Cover image for I Want to Build Things That Save Work
Viktor Vítovec
Viktor Vítovec

Posted on • Originally published at vvitovec.com

I Want to Build Things That Save Work

I have built a lot of websites. I still build them, and honestly, I think I have become pretty good at it. I still enjoy making a page feel fast, clear, polished, and useful.

But websites by themselves are not really the thing I want to spend my whole future doing.

I already wrote about this from a slightly different angle in Pretty Is Not a Website Strategy. A good website should not just look nice. It should solve something.

That is the part I care about most now: finding repeated work and turning it into a shorter process.

Websites are still fun, but they are not the whole point

I do not dislike websites. The opposite, actually. A website is still one of the fastest ways to build something visible, useful, and easy for people to access. I like the details: speed, layout, content, design, structure, and the overall product feeling.

What I do not like is the idea of making the same landing page over and over, changing the logo, colors, and text, and pretending it is a brand-new problem every time.

When I build a website, the best part is when it becomes more than a presentation. When it gets an admin system, a map, a calculator, data processing, automation, or some internal tool behind it.

EasyFlex made that clear early

One of the best examples is EasyFlex. My mom runs her own accounting and tax advisory business, and every month she spends a lot of time entering invoice data into ABRA Flexi, the accounting system she uses.

On paper, this does not sound dramatic. You open an invoice, read the amount, date, supplier, variable symbol, a few other fields, and enter it into the system. But when you do that again and again, every month, for multiple clients, it becomes a lot of work. Not hard work, just repetitive, slow, and annoying.

The first version of EasyFlex was not some perfect platform. It was more of a test: what if I could take an invoice, extract the useful data, and prepare it in a way that makes the accounting work much faster?

Over time I rebuilt parts of it, fixed things, and improved the flow.
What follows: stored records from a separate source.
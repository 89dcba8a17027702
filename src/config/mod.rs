use once_cell::sync::Lazy;
use serde::{Deserialize, Serialize};
use std::env;
use std::path::PathBuf;
use std::time::Duration;

#[derive(Debug, Clone, Serialize, Deserialize)]
pub struct AppConfig {
    pub environment: Environment,
    pub server: ServerConfig,
    pub storage: StorageConfig,
    pub auth: AuthConfig,
    pub git: GitConfig,
}

#[derive(Debug, Clone, Serialize, Deserialize)]
pub enum Environment {
    Development,
    Production,
}

#[derive(Debug, Clone, Serialize, Deserialize)]
pub struct ServerConfig {
    pub port: u16,
    pub cors_origins: Vec<String>,
}

#[derive(Debug, Clone, Serialize, Deserialize)]
pub struct StorageConfig {
    /// Root of the git-backed portfolio data
    pub data_dir: PathBuf,
    /// Local-only data that must never be committed, such as credentials
    pub private_dir: PathBuf,
}

#[derive(Debug, Clone, Serialize, Deserialize)]
pub struct AuthConfig {
    pub fail_jitter_ms: u64,
    pub min_password_length: usize,
}

#[derive(Debug, Clone, Serialize, Deserialize)]
pub struct GitConfig {
    pub clone_timeout_secs: Option<u64>,
}

impl AppConfig {
    pub fn from_env() -> Self {
        let environment = match env::var("APP_ENV").as_deref() {
            Ok("production") | Ok("prod") => Environment::Production,
            _ => Environment::Development,
        };

        match environment {
            Environment::Production => Self::production(),
            Environment::Development => Self::development(),
        }
        .with_env_overrides()
    }

    /// Development defaults rooted at the given directories
    pub fn with_paths(data_dir: impl Into<PathBuf>, private_dir: impl Into<PathBuf>) -> Self {
        let mut config = Self::development();
        config.storage.data_dir = data_dir.into();
        config.storage.private_dir = private_dir.into();
        config
    }

    fn with_env_overrides(mut self) -> Self {
        // Server overrides
        if let Some(v) = env::var("FOLIO_API_PORT").ok().or_else(|| env::var("PORT").ok()) {
            self.server.port = v.parse().unwrap_or(self.server.port);
        }
        if let Ok(v) = env::var("CORS_ORIGINS") {
            self.server.cors_origins = v.split(',').map(|s| s.trim().to_string()).collect();
        }

        // Storage overrides
        if let Ok(v) = env::var("DATA_REPO_PATH") {
            self.storage.data_dir = PathBuf::from(v);
        }
        if let Ok(v) = env::var("PRIVATE_DATA_PATH") {
            self.storage.private_dir = PathBuf::from(v);
        }

        // Auth overrides
        if let Ok(v) = env::var("AUTH_FAIL_JITTER_MS") {
            self.auth.fail_jitter_ms = v.parse().unwrap_or(self.auth.fail_jitter_ms);
        }
        if let Ok(v) = env::var("AUTH_MIN_PASSWORD_LENGTH") {
            self.auth.min_password_length = v.parse().unwrap_or(self.auth.min_password_length);
        }

        // Git overrides
        if let Ok(v) = env::var("GIT_CLONE_TIMEOUT_SECS") {
            self.git.clone_timeout_secs = v.parse().ok();
        }

        self
    }

    fn development() -> Self {
        Self {
            environment: Environment::Development,
            server: ServerConfig {
                port: 5096,
                cors_origins: vec!["http://localhost:5173".to_string()],
            },
            storage: StorageConfig {
                data_dir: PathBuf::from("data"),
                private_dir: PathBuf::from("private-data"),
            },
            auth: AuthConfig {
                fail_jitter_ms: 50,
                min_password_length: 8,
            },
            git: GitConfig {
                clone_timeout_secs: None,
            },
        }
    }

    fn production() -> Self {
        Self {
            environment: Environment::Production,
            server: ServerConfig {
                port: 3000,
                cors_origins: Vec::new(),
            },
            storage: StorageConfig {
                data_dir: PathBuf::from("/data"),
                private_dir: PathBuf::from("/private-data"),
            },
            auth: AuthConfig {
                fail_jitter_ms: 50,
                min_password_length: 10,
            },
            git: GitConfig {
                clone_timeout_secs: Some(120),
            },
        }
    }

    /// Default tracing filter when `RUST_LOG` is unset
    pub fn default_log_filter(&self) -> &'static str {
        match self.environment {
            Environment::Development => "folio_api=debug,tower_http=debug",
            Environment::Production => "folio_api=info,tower_http=info",
        }
    }

    pub fn fail_jitter(&self) -> Duration {
        Duration::from_millis(self.auth.fail_jitter_ms)
    }

    pub fn clone_timeout(&self) -> Option<Duration> {
        self.git.clone_timeout_secs.map(Duration::from_secs)
    }
}

// Global singleton config - initialized once at startup
pub static CONFIG: Lazy<AppConfig> = Lazy::new(AppConfig::from_env);

// Convenience function for accessing config
pub fn config() -> &'static AppConfig {
    &CONFIG
}

#[cfg(test)]
mod tests {
    use super::*;

    #[test]
    fn test_default_development_config() {
        let config = AppConfig::development();
        assert_eq!(config.auth.fail_jitter_ms, 50);
        assert_eq!(config.auth.min_password_length, 8);
        assert!(config.git.clone_timeout_secs.is_none());
    }

    #[test]
    fn test_default_production_config() {
        let config = AppConfig::production();
        assert_eq!(config.clone_timeout(), Some(Duration::from_secs(120)));
        assert_eq!(config.default_log_filter(), "folio_api=info,tower_http=info");
    }

    #[test]
    fn test_with_paths() {
        let config = AppConfig::with_paths("/tmp/data", "/tmp/private");
        assert_eq!(config.storage.data_dir, PathBuf::from("/tmp/data"));
        assert_eq!(config.storage.private_dir, PathBuf::from("/tmp/private"));
        assert_eq!(config.fail_jitter(), Duration::from_millis(50));
    }
}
The result is much more interesting to me than a nice portfolio screenshot: the time my mom spends on that part of the work dropped by more than ten times.

That is the type of building I like. Not because it looks impressive in a mockup, but because it removes work someone would otherwise repeat again and again.
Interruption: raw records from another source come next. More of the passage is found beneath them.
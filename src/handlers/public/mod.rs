// handlers/public/mod.rs - Public handlers (no authentication required)
//
// Read-only data access, first-time setup and token acquisition.
pub mod admin;
pub mod auth;
pub mod config;
pub mod group;

use axum::extract::State;
use serde_json::{json, Value};

use crate::app::AppState;
use crate::middleware::{ApiResponse, ApiResult};

/// GET /health - Liveness and data root status
pub async fn health(State(state): State<AppState>) -> ApiResult<Value> {
    Ok(ApiResponse::success(json!({
        "status": "ok",
        "timestamp": chrono::Utc::now(),
        "initialized": state.data.is_initialized().await,
    })))
}
use axum::{
    response::{IntoResponse, Json, Response},
    http::StatusCode,
};
use serde::Serialize;
use serde_json::{json, Value};

/// Wrapper for API responses that automatically adds success envelope
#[derive(Debug)]
pub struct ApiResponse<T: Serialize> {
    pub data: T,
    pub status_code: Option<StatusCode>,
}

impl<T: Serialize> ApiResponse<T> {
    /// Create a successful API response with default 200 status
    pub fn success(data: T) -> Self {
        Self {
            data,
            status_code: None, // Default to 200 OK
        }
    }

    /// Create a 201 Created response
    pub fn created(data: T) -> Self {
        Self {
            data,
            status_code: Some(StatusCode::CREATED),
        }
    }
}

impl ApiResponse<Value> {
    /// Success with an empty object as data
    pub fn empty() -> Self {
        Self::success(json!({}))
    }
}

impl<T: Serialize> IntoResponse for ApiResponse<T> {
    fn into_response(self) -> Response {
        let status = self.status_code.unwrap_or(StatusCode::OK);

        // Convert data to JSON Value for consistent envelope format
        let data_value = match serde_json::to_value(&self.data) {
            Ok(value) => value,
            Err(e) => {
                tracing::error!("Failed to serialize response data: {}", e);
                return (
                    StatusCode::INTERNAL_SERVER_ERROR,
                    Json(json!({
                        "success": false,
                        "error": "Failed to serialize response data"
                    }))
                ).into_response();
            }
        };

        // Wrap in success envelope
        let envelope = json!({
            "success": true,
            "data": data_value
        });

        (status, Json(envelope)).into_response()
    }
}

pub type ApiResult<T> = Result<ApiResponse<T>, crate::error::ApiError>;
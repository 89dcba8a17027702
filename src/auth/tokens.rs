use std::collections::HashSet;

use tokio::sync::RwLock;

use super::generate_token;

/// Registry of currently valid bearer tokens.
///
/// Starts empty and lives in memory only, so every token is invalidated when
/// the process restarts. Shared between the auth service and the request
/// middleware through an `Arc`.
#[derive(Debug, Default)]
pub struct TokenStore {
    tokens: RwLock<HashSet<String>>,
}

impl TokenStore {
    pub fn new() -> Self {
        Self::default()
    }

    /// Issue and remember a fresh token
    pub async fn issue(&self) -> String {
        let token = generate_token();
        self.tokens.write().await.insert(token.clone());
        token
    }

    pub async fn is_valid(&self, token: &str) -> bool {
        self.tokens.read().await.contains(token)
    }

    /// Forget one token. Returns whether it was valid.
    pub async fn revoke(&self, token: &str) -> bool {
        self.tokens.write().await.remove(token)
    }

    /// Forget every token. Returns how many were valid.
    pub async fn revoke_all(&self) -> usize {
        let mut tokens = self.tokens.write().await;
        let count = tokens.len();
        tokens.clear();
        count
    }
}

#[cfg(test)]
mod tests {
    use super::*;

    #[tokio::test]
    async fn issue_validate_revoke() {
        let store = TokenStore::new();
        let a = store.issue().await;
        let b = store.issue().await;
        assert!(store.is_valid(&a).await);
        assert!(store.is_valid(&b).await);
        assert!(!store.is_valid("made-up").await);

        assert!(store.revoke(&a).await);
        assert!(!store.revoke(&a).await);
        assert!(!store.is_valid(&a).await);
        assert!(store.is_valid(&b).await);

        assert_eq!(store.revoke_all().await, 1);
        assert!(!store.is_valid(&b).await);
    }
}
The best features make something easier

I feel the same way with websites. When I worked on Mostky, the most interesting part was not just making a page with text and photos. It was the interactive 2.5D parcel map, because it helps people understand what is for sale, where it is, and how the plots relate to each other much faster.

That is the kind of extra feature I enjoy. Not animation just because something should move. I like features that help someone understand the situation faster or make a decision with less effort.

At that point, the website is mostly the surface. The interesting work is underneath: data, logic, a simple interface, automation, and information flowing in the right order.

Optimization is not only a technical thing

When I say I like optimizing, I do not only mean shrinking a bundle or making an API endpoint faster. I like that too, but it is only one layer.

I mean looking for friction in normal work. Where someone clicks ten times when they should click once. Where someone manually copies data that already exists somewhere else. Where a human waits on a step a system could handle. Where the same small mistake happens every month because nobody built a better process.

That is much more interesting to me than just asking whether a page looks nice. It should look nice. But if it does not make anything faster, easier, or clearer, then it is mostly decoration.

Right now I want experience

I do not know exactly what I want my final “real job” to be. And I think that is fine. I am still at the stage where I want to try as much as possible: websites, automation, AI tools, internal systems, databases, self-hosting, product work, all of it.

But the direction is becoming pretty clear. I like building things that are not just nice, but useful. Things that take boring, slow, repeated work and make it faster.

So yes, I will keep building websites. I just increasingly want there to be something real behind them.

That is the work I find most interesting now: find a problem, understand it well enough, and build a tool that makes it easier to deal with.